Johanne Bruhn-Johnsen (8 May 1890 – 24 December 1921) was a Norwegian actress and was one of the leading actors at Det Norske Teatret.

== Early life and career ==
Johanne Rosendahl was born on 8 May 1890 in Christiania. She was the older sister of actress Astrid Sommer.

In 1909, Bruhn made her acting debut as Helga in Geografi og Kærlighed, then toured Denmark with the Bjørnson tour. Subsequently, she worked with the Olaus Olsens Selskap. Afterwards, she was engaged by Det Norske Teatret, where she had success as Neger-Gurina in Ungen. Bruhn also appeared in Lars Anders og Jan Anders at the same theatre in 1914. For two seasons, from 1914 to 1916, she was engaged at Trondhjems Teater, but later returned to Det Norske Teatret.

She had a small role as Øl-Ane in Oskar Braaten's Stor-Anders. Bruhn also had a small role in Eli Sjo by Olav Hoprekstad. She also appeared in another Hoprekstad play, Bjørgedal, in November 1919, where she was praised for her role as Mildred Bjørge. One of her most popular roles was in Brødrene Østermanns Huskors, which she performed over 300 times. Bruhn portrayed Haldor's mother in Fante-Anne, the first film to be directed by a Norwegian in Norway based on a Norwegian and the first to feature professional actors.

One of her last acting roles before her death was in Ludwig Thoma's Magdalena in March 1921.

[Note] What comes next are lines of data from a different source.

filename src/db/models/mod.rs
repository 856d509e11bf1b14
pub mod artist;
pub mod booking;
pub mod chapter;
pub mod requests;
pub mod user;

== Personal life and death ==
Her first marriage was to Trondheim actor Birger Bruhn. They had a daughter, Anne Marie Bruhn. Bruhn married for the second time in 1921 to journalist and editor Erling Johnsen, and later that same year, in December 1921, their son Helge Støp Johnsen was born.

Bruhn died on 24 December 1921 at the age of 31 from puerperal fever due to the birth of their son.